● **Source records**:
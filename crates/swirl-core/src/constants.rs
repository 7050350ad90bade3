//! Tick-invariant simulation constants shared by host and device.

use bytemuck::{Pod, Zeroable};

use crate::dims::GridDims;
use crate::error::DimsError;

/// Constants read by every simulation kernel.
///
/// Exists twice per pipeline: a host copy owned by the state store and a
/// device copy the kernels read. The layout is `repr(C)`, padding-free and
/// a multiple of 16 bytes so the device copy is a plain byte image of the host copy.
/// Rule parameters a given update rule does not use are left at zero.
#[repr(C)]
#[derive(Clone, Copy, Debug, Default, PartialEq, Pod, Zeroable)]
pub struct SimulationConstants {
    /// Grid width in cells.
    pub width: u32,
    /// Grid height in cells.
    pub height: u32,
    /// Neighbourhood radius of the momentum-transfer rule.
    pub radius: u32,
    _pad0: u32,
    /// Normalisation applied to transferred magnitude.
    pub scaling_factor: f32,
    /// Angular spread coefficient of the momentum-transfer rule.
    pub dispersion: f32,
    /// Neighbour exchange rate of the diffusion rule.
    pub diffusion_rate: f32,
    _pad1: f32,
}

impl SimulationConstants {
    /// Size of the device copy in bytes.
    pub const BYTES: usize = std::mem::size_of::<SimulationConstants>();

    /// Constants for a grid with all rule parameters zeroed.
    pub fn new(dims: GridDims) -> Self {
        Self {
            width: dims.width(),
            height: dims.height(),
            ..Self::default()
        }
    }

    /// Grid dimensions described by these constants.
    pub fn dims(&self) -> Result<GridDims, DimsError> {
        GridDims::new(self.width, self.height)
    }

    /// Number of cells described by `width * height`.
    pub fn cell_count(&self) -> usize {
        self.width as usize * self.height as usize
    }

    /// Byte image of these constants, as uploaded to the device.
    pub fn as_bytes(&self) -> &[u8] {
        bytemuck::bytes_of(self)
    }

    /// Decode constants from a device byte image.
    ///
    /// Returns `None` if `bytes` is not exactly [`Self::BYTES`] long.
    pub fn from_bytes(bytes: &[u8]) -> Option<Self> {
        bytemuck::try_pod_read_unaligned(bytes).ok()
    }
}

#[cfg(test)]
mod tests {
    use super::*;

    #[test]
    fn layout_is_sixteen_byte_sized() {
        assert_eq!(SimulationConstants::BYTES, 32);
        assert_eq!(SimulationConstants::BYTES % 16, 0);
    }

    #[test]
    fn byte_image_decodes_to_same_constants() {
        let mut c = SimulationConstants::new(GridDims::new(64, 48).unwrap());
        c.radius = 9;
        c.scaling_factor = 0.125;
        c.dispersion = -0.25;
        let decoded = SimulationConstants::from_bytes(c.as_bytes()).unwrap();
        assert_eq!(decoded, c);
        assert_eq!(decoded.dims().unwrap().cell_count(), 64 * 48);
    }

    #[test]
    fn short_byte_image_is_rejected() {
        assert!(SimulationConstants::from_bytes(&[0u8; 12]).is_none());
    }
}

● **What is required**: From the data above, copy every line where "height" appears.

● **Finished task**:
    /// Grid height in cells.
    pub height: u32,
            height: dims.height(),
        GridDims::new(self.width, self.height)
    /// Number of cells described by `width * height`.
        self.width as usize * self.height as usize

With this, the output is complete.